Achieves 87.9% traceability of adversarial suffixes

Requires only 15.87 MB additional memory

Abstract

Suffix-based jailbreak attacks append an adversarial suffix, i.e., a short token sequence, to steer aligned LLMs into unsafe outputs. Since suffixes are free-form text, they admit endlessly many surface forms, making jailbreak mitigation difficult. Most existing defenses depend on passive detection of suspicious suffixes, without leveraging the defender's inherent asymmetric ability to inject secrets and proactively conceal gaps. Motivated by this, we take a controllability-oriented perspective and develop a proactive defense that nudges attackers into a no-win dilemma: either they fall into defender-designed optimization traps and fail to produce an effective adversarial suffix, or they can succeed only by generating adversarial suffixes that carry distinctive, traceable fingerprints.

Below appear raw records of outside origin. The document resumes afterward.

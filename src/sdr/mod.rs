//! RTL-SDR side of the pipeline
//!
//! 1. Spawn `rtl_sdr` for the configured device and tuning
//! 2. Read raw interleaved I/Q bytes from its stdout
//! 3. Decimate each chunk by the fixed session ratio
//! 4. Queue the survivors into the handoff ring

mod capture;

pub use capture::{CaptureEvent, SdrCapture, Tuner};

We propose TrapSuffix, a lightweight fine-tuning approach that injects trap-aligned behaviors into the base model without changing the inference pipeline. TrapSuffix channels jailbreak attempts into these two outcomes by reshaping the model's response landscape to adversarial suffixes. Across diverse suffix-based jailbreak settings, TrapSuffix reduces the average attack success rate to below 0.01 percent and achieves an average tracing success rate of 87.9 percent, providing both strong defense and reliable traceability. It introduces no inference-time overhead and incurs negligible memory cost, requiring only 15.87 MB of additional memory on average, whereas state-of-the-art LLM-based detection defenses typically incur memory overheads at the 1e4 MB level, while composing naturally with existing filtering-based defenses for complementary protection.